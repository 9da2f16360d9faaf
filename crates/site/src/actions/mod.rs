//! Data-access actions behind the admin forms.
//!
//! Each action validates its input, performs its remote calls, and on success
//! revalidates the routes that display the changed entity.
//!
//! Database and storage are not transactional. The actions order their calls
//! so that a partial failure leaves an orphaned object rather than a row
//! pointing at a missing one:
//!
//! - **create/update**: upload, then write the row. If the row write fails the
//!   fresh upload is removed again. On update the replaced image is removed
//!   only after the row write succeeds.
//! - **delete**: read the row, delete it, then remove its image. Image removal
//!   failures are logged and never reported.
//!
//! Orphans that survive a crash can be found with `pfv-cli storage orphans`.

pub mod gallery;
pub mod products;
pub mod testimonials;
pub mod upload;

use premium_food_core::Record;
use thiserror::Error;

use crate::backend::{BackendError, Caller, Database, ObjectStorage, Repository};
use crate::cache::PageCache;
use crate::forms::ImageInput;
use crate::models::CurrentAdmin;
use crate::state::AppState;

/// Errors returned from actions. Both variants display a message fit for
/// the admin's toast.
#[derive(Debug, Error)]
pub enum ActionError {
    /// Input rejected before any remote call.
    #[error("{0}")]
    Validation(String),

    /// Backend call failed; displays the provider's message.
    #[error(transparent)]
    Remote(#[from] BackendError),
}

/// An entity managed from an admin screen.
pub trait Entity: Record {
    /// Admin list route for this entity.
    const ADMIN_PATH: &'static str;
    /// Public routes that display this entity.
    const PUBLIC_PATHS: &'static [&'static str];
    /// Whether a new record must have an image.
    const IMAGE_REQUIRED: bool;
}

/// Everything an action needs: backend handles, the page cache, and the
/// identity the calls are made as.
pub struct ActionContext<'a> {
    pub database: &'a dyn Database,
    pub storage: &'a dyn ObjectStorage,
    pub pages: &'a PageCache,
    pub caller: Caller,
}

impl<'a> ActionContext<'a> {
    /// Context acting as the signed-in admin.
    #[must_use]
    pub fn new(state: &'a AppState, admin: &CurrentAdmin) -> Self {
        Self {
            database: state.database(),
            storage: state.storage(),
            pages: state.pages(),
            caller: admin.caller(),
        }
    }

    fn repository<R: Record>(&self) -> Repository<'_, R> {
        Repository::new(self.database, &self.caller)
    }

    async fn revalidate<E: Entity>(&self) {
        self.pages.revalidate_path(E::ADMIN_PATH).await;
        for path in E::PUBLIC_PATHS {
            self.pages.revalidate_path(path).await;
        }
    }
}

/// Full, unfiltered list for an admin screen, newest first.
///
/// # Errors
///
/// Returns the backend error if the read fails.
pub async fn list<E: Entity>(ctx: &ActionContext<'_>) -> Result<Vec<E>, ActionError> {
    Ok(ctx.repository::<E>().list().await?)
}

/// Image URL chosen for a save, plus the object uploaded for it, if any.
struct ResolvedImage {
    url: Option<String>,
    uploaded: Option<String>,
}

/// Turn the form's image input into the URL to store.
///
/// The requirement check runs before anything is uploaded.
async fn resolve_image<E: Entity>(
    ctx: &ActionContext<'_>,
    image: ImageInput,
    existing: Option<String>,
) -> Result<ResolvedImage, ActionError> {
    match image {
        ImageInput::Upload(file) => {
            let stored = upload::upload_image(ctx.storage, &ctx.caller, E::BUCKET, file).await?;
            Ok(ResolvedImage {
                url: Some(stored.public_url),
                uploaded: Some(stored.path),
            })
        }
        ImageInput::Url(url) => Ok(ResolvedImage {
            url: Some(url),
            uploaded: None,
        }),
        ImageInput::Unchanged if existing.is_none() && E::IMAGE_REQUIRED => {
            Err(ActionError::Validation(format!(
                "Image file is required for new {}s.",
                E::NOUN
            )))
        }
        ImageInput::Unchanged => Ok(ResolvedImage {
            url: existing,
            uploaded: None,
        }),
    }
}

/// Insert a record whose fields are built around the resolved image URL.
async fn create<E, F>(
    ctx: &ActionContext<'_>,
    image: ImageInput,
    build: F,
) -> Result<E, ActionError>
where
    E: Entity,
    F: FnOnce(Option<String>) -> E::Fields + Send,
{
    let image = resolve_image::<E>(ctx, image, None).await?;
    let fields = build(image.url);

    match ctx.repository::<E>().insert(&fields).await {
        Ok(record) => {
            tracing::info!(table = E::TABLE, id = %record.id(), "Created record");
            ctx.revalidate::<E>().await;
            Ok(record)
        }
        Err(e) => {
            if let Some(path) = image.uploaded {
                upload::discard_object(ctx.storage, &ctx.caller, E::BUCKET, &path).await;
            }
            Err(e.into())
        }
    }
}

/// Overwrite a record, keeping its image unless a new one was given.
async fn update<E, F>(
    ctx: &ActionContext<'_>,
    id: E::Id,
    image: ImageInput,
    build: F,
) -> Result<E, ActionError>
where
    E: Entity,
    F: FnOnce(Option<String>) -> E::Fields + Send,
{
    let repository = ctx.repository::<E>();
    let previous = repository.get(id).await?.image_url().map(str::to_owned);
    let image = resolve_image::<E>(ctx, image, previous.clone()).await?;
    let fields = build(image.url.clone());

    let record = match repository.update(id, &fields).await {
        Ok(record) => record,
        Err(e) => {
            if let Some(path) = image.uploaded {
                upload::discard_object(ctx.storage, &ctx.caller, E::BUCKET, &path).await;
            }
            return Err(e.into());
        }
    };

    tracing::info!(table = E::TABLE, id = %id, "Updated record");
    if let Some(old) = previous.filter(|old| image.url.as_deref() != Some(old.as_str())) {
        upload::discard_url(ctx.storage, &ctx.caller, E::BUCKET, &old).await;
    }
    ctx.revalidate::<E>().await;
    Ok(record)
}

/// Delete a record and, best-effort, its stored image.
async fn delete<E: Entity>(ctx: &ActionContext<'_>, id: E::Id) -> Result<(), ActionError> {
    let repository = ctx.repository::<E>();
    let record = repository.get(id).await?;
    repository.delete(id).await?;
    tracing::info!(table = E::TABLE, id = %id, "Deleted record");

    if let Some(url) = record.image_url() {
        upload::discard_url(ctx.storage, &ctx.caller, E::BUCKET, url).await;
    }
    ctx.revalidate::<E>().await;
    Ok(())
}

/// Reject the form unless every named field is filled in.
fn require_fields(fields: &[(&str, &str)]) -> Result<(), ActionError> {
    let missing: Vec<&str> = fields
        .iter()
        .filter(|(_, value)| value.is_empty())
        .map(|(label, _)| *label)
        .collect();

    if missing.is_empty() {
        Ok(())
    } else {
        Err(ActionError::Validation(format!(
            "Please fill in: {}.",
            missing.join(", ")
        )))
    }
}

· · · · ·

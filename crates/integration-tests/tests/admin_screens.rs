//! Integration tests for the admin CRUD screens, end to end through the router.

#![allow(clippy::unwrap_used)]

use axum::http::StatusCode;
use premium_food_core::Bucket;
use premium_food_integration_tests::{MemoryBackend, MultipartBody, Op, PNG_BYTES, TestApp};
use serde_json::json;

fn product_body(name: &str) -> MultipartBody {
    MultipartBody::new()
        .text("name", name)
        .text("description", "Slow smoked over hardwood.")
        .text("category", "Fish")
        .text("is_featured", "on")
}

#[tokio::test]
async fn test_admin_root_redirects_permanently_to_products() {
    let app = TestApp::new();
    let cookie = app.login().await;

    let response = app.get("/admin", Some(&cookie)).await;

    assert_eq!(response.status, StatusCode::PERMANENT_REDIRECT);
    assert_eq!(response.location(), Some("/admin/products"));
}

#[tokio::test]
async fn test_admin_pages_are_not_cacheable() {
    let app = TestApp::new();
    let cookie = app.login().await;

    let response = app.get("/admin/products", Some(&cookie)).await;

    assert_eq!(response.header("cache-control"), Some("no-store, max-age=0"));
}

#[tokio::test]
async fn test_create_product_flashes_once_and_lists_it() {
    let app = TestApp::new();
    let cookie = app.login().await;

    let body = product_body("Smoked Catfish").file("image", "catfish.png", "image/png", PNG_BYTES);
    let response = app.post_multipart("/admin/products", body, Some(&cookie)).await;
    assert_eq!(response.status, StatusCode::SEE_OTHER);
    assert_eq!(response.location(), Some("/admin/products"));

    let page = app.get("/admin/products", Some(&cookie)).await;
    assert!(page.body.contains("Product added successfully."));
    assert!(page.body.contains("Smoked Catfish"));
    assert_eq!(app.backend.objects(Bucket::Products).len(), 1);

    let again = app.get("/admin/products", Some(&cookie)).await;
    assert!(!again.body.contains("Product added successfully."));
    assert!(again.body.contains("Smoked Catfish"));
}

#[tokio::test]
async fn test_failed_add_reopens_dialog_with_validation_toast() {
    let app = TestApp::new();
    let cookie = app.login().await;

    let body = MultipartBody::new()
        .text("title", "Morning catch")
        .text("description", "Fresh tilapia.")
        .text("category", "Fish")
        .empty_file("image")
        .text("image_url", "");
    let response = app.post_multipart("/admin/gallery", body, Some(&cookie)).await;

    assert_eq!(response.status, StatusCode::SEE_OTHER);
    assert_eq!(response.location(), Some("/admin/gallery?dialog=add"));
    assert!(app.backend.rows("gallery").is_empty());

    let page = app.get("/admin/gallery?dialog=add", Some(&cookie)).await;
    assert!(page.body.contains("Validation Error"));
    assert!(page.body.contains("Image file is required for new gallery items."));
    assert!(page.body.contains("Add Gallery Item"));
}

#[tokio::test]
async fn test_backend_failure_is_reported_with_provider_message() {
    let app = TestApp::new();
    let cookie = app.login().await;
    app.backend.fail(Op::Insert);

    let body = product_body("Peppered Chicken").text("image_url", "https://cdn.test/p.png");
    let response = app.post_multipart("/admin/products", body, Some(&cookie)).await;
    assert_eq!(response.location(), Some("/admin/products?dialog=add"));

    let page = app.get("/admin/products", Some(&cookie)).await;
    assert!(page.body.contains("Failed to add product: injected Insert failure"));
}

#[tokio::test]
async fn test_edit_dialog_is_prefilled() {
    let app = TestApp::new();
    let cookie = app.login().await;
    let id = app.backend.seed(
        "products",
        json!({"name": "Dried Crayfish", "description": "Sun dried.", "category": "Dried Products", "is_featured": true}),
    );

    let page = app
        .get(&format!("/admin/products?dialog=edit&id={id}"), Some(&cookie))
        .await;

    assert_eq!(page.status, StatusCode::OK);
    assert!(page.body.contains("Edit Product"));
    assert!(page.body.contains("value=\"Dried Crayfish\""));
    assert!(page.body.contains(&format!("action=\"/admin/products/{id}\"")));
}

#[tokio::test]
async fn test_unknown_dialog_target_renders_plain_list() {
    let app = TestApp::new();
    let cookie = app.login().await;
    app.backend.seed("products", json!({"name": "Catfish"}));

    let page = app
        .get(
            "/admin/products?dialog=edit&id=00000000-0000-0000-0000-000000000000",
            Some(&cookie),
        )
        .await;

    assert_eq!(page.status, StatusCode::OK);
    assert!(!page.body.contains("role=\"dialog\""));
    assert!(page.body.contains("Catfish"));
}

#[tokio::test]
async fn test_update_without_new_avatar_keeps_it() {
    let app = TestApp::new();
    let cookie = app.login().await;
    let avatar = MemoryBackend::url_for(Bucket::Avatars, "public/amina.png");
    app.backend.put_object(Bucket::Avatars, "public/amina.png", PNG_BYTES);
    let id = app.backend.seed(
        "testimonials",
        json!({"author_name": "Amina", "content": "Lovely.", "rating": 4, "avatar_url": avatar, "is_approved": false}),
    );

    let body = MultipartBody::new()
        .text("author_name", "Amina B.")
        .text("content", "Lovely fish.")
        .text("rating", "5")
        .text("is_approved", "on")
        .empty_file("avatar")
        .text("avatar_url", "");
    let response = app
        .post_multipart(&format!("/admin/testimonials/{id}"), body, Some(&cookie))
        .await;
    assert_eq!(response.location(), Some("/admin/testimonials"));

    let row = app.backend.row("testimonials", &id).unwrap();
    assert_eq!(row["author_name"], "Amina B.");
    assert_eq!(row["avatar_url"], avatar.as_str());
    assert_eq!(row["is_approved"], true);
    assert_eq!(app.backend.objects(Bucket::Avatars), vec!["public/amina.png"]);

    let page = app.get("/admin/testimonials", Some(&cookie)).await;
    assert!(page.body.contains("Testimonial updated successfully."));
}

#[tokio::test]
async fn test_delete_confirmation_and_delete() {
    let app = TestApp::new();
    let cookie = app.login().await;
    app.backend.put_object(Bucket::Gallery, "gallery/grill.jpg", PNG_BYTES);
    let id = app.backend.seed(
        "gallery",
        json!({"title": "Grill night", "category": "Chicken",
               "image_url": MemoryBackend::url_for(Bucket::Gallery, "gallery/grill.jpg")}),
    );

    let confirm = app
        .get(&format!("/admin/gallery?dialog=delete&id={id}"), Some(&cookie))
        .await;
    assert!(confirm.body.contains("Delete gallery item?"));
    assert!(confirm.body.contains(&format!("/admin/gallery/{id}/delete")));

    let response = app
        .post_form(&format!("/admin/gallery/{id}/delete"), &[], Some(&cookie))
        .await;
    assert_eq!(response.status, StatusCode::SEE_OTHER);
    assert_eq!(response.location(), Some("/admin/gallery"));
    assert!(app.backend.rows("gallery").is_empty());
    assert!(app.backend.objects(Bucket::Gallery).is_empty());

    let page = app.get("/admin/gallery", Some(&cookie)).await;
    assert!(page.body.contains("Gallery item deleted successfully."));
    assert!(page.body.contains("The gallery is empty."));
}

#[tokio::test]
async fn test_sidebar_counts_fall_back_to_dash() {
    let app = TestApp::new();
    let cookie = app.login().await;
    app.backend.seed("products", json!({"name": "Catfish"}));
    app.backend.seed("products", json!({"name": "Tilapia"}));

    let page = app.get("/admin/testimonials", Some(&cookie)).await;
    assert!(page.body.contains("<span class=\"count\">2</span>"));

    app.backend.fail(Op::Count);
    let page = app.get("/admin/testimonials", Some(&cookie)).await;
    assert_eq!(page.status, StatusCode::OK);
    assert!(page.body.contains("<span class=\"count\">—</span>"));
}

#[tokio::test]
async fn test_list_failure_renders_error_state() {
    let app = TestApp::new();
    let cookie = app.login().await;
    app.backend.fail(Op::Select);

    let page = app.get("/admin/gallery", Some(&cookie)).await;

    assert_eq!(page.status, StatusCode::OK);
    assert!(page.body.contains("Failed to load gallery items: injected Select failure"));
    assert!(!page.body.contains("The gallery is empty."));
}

· · · · ·

Which lines of the records above contain the word "from"? Copy each of them.

/// Errors returned from actions. Both variants display a message fit for
    Remote(#[from] BackendError),
/// An entity managed from an admin screen.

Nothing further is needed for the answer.